use log::{debug, error, info};
use std::collections::BTreeMap;
use tokio::sync::Mutex;

use crate::config::FlushPolicy;
use crate::db::PollStore;

/// Votes counted since the last successful flush, keyed by option.
///
/// Consumer callbacks call [`Tally::record`] while the flush timer calls
/// [`Tally::flush`]; one mutex guards the map for both, and a flush keeps it
/// locked until it has decided what to clear.
pub struct Tally {
    pending: Mutex<BTreeMap<String, u64>>,
    policy: FlushPolicy,
}

/// What a single flush cycle did.
#[derive(Debug, Clone, Copy, PartialEq, Eq)]
pub enum FlushOutcome {
    /// Nothing was pending, the store was not touched.
    Skipped,
    Flushed { persisted: usize, failed: usize },
}

impl Tally {
    pub fn new(policy: FlushPolicy) -> Self {
        Self {
            pending: Mutex::new(BTreeMap::new()),
            policy,
        }
    }

    pub async fn record(&self, option: &str) {
        let mut pending = self.pending.lock().await;
        *pending.entry(option.to_string()).or_insert(0) += 1;
    }

    pub async fn snapshot(&self) -> BTreeMap<String, u64> {
        self.pending.lock().await.clone()
    }

    /// Total votes not yet persisted.
    pub async fn pending_votes(&self) -> u64 {
        self.pending.lock().await.values().sum()
    }

    /// Applies every pending count to the store as an increment.
    ///
    /// Failures are logged and the affected counts stay pending according to
    /// the flush policy; nothing is returned as an error.
    pub async fn flush(&self, store: &dyn PollStore) -> FlushOutcome {
        let mut pending = self.pending.lock().await;
        if pending.is_empty() {
            debug!("No new votes, skipping database update");
            return FlushOutcome::Skipped;
        }

        info!("Updating database with {} option(s)...", pending.len());
        let mut persisted = Vec::with_capacity(pending.len());
        let mut failed = 0;

        for (option, count) in pending.iter() {
            match store.increment_option(option, *count).await {
                Ok(0) => {
                    // No poll offers it (any more); the votes have nowhere to go
                    debug!("No poll has option {}, dropping {} vote(s)", option, count);
                    persisted.push(option.clone());
                }
                Ok(polls) => {
                    debug!("Added {} to {} in {} poll(s)", count, option, polls);
                    persisted.push(option.clone());
                }
                Err(e) => {
                    error!("Failed to update {}: {}", option, e);
                    failed += 1;
                }
            }
        }

        match self.policy {
            FlushPolicy::PerOption => {
                for option in &persisted {
                    pending.remove(option);
                }
            }
            FlushPolicy::AllOrNothing => {
                if failed == 0 {
                    pending.clear();
                }
            }
        }

        if failed == 0 {
            info!("Finished updating database");
        } else {
            info!(
                "Database update incomplete: {} option(s) failed, {} pending",
                failed,
                pending.len()
            );
        }

        FlushOutcome::Flushed {
            persisted: persisted.len(),
            failed,
        }
    }
}

#[cfg(test)]
mod tests {
    use super::*;
    use crate::db::memory::MemoryStore;
    use crate::models::{NewPoll, Poll};
    use std::sync::Arc;

    fn store_with(id: &str, options: &[&str]) -> MemoryStore {
        MemoryStore::with_polls(vec![Poll::new(NewPoll {
            id: Some(id.to_string()),
            title: id.to_string(),
            options: options.iter().map(|o| o.to_string()).collect(),
        })])
    }

    #[tokio::test]
    async fn flush_applies_exact_counts_and_clears() {
        let store = store_with("p1", &["go", "rust", "zig"]);
        let tally = Tally::new(FlushPolicy::PerOption);
        for vote in ["go", "rust", "go", "zig", "go", "rust"] {
            tally.record(vote).await;
        }

        let outcome = tally.flush(&store).await;

        assert_eq!(outcome, FlushOutcome::Flushed { persisted: 3, failed: 0 });
        assert_eq!(store.result("p1", "go"), 3);
        assert_eq!(store.result("p1", "rust"), 2);
        assert_eq!(store.result("p1", "zig"), 1);
        assert_eq!(tally.pending_votes().await, 0);
    }

    #[tokio::test]
    async fn empty_flush_never_touches_the_store() {
        let store = store_with("p1", &["go"]);
        let tally = Tally::new(FlushPolicy::PerOption);

        assert_eq!(tally.flush(&store).await, FlushOutcome::Skipped);
        assert_eq!(tally.flush(&store).await, FlushOutcome::Skipped);
        assert_eq!(store.calls(), 0);
        assert_eq!(store.result("p1", "go"), 0);
    }

    #[tokio::test]
    async fn per_option_policy_retries_only_the_failed_option() {
        let store = store_with("p1", &["go", "rust"]);
        let tally = Tally::new(FlushPolicy::PerOption);
        tally.record("go").await;
        tally.record("rust").await;
        tally.record("rust").await;

        store.fail_option("go");
        let outcome = tally.flush(&store).await;
        assert_eq!(outcome, FlushOutcome::Flushed { persisted: 1, failed: 1 });
        assert_eq!(tally.snapshot().await, BTreeMap::from([("go".to_string(), 1)]));

        store.heal();
        tally.flush(&store).await;

        assert_eq!(store.result("p1", "go"), 1);
        assert_eq!(store.result("p1", "rust"), 2);
        assert_eq!(tally.pending_votes().await, 0);
    }

    #[tokio::test]
    async fn all_or_nothing_policy_double_counts_after_partial_failure() {
        // Known gap of the legacy policy: "rust" persisted in the first cycle
        // but stays pending because "go" failed, so it is applied twice.
        let store = store_with("p1", &["go", "rust"]);
        let tally = Tally::new(FlushPolicy::AllOrNothing);
        tally.record("go").await;
        tally.record("rust").await;
        tally.record("rust").await;

        store.fail_option("go");
        tally.flush(&store).await;
        assert_eq!(tally.pending_votes().await, 3);

        store.heal();
        tally.flush(&store).await;

        assert_eq!(store.result("p1", "go"), 1);
        assert_eq!(store.result("p1", "rust"), 4);
    }

    #[tokio::test]
    async fn votes_for_unknown_options_are_dropped_after_flush() {
        let store = store_with("p1", &["go"]);
        let tally = Tally::new(FlushPolicy::PerOption);
        tally.record("cobol").await;

        assert_eq!(
            tally.flush(&store).await,
            FlushOutcome::Flushed { persisted: 1, failed: 0 }
        );
        assert_eq!(tally.pending_votes().await, 0);
    }

    #[tokio::test]
    async fn concurrent_records_are_not_lost() {
        let tally = Arc::new(Tally::new(FlushPolicy::PerOption));
        let mut handles = Vec::new();
        for worker in 0..8 {
            let tally = Arc::clone(&tally);
            handles.push(tokio::spawn(async move {
                for _ in 0..250 {
                    let option = if worker % 2 == 0 { "go" } else { "rust" };
                    tally.record(option).await;
                }
            }));
        }
        for handle in handles {
            handle.await.unwrap();
        }

        let snapshot = tally.snapshot().await;
        assert_eq!(snapshot.get("go"), Some(&1000));
        assert_eq!(snapshot.get("rust"), Some(&1000));
    }
}
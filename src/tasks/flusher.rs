use crate::db::PollStore;
use crate::shutdown::ShutdownListener;
use crate::tally::Tally;
use log::info;
use std::sync::Arc;
use std::time::Duration;
use tokio::time::{interval_at, Instant, MissedTickBehavior};

/// Flushes the tally into the store every `every` until shutdown.
///
/// Cycles never overlap: a cycle that outlasts the period delays the next
/// tick instead of bursting. A cycle already running when shutdown fires is
/// allowed to finish.
pub async fn flush_task(
    tally: Arc<Tally>,
    store: Arc<dyn PollStore>,
    every: Duration,
    mut shutdown: ShutdownListener,
) {
    info!("Starting flush task (every {:?})", every);
    // First tick one period after start, like a plain ticker
    let mut interval = interval_at(Instant::now() + every, every);
    interval.set_missed_tick_behavior(MissedTickBehavior::Delay);

    loop {
        tokio::select! {
            _ = shutdown.triggered() => break,
            _ = interval.tick() => {
                tally.flush(store.as_ref()).await;
            }
        }
    }

    info!("Flush task stopped");
}

#[cfg(test)]
mod tests {
    use super::*;
    use crate::config::FlushPolicy;
    use crate::db::memory::MemoryStore;
    use crate::models::{NewPoll, Poll};
    use crate::shutdown::Shutdown;

    #[tokio::test]
    async fn flushes_periodically_and_stops_on_shutdown() {
        let store = Arc::new(MemoryStore::with_polls(vec![Poll::new(NewPoll {
            id: Some("p1".to_string()),
            title: "p1".to_string(),
            options: vec!["go".to_string()],
        })]));
        let tally = Arc::new(Tally::new(FlushPolicy::PerOption));
        let shutdown = Shutdown::new();

        let task = tokio::spawn(flush_task(
            Arc::clone(&tally),
            store.clone(),
            Duration::from_millis(20),
            shutdown.listener(),
        ));

        tally.record("go").await;
        tally.record("go").await;
        tokio::time::sleep(Duration::from_millis(150)).await;
        assert_eq!(store.result("p1", "go"), 2);

        shutdown.trigger();
        tokio::time::timeout(Duration::from_secs(1), task)
            .await
            .expect("flush task stops after shutdown")
            .unwrap();

        // Nothing flushes once the task is gone
        tally.record("go").await;
        tokio::time::sleep(Duration::from_millis(60)).await;
        assert_eq!(store.result("p1", "go"), 2);
        assert_eq!(tally.pending_votes().await, 1);
    }
}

■ **AIM OF THE TASK**: Scan the entries above for the word "persisted", then copy every line in which it occurs.

■ **RESPONSE AREA**:
    Flushed { persisted: usize, failed: usize },
    /// Total votes not yet persisted.
        let mut persisted = Vec::with_capacity(pending.len());
                    persisted.push(option.clone());
                    persisted.push(option.clone());
                for option in &persisted {
            persisted: persisted.len(),
        assert_eq!(outcome, FlushOutcome::Flushed { persisted: 3, failed: 0 });
        assert_eq!(outcome, FlushOutcome::Flushed { persisted: 1, failed: 1 });
        // Known gap of the legacy policy: "rust" persisted in the first cycle
            FlushOutcome::Flushed { persisted: 1, failed: 0 }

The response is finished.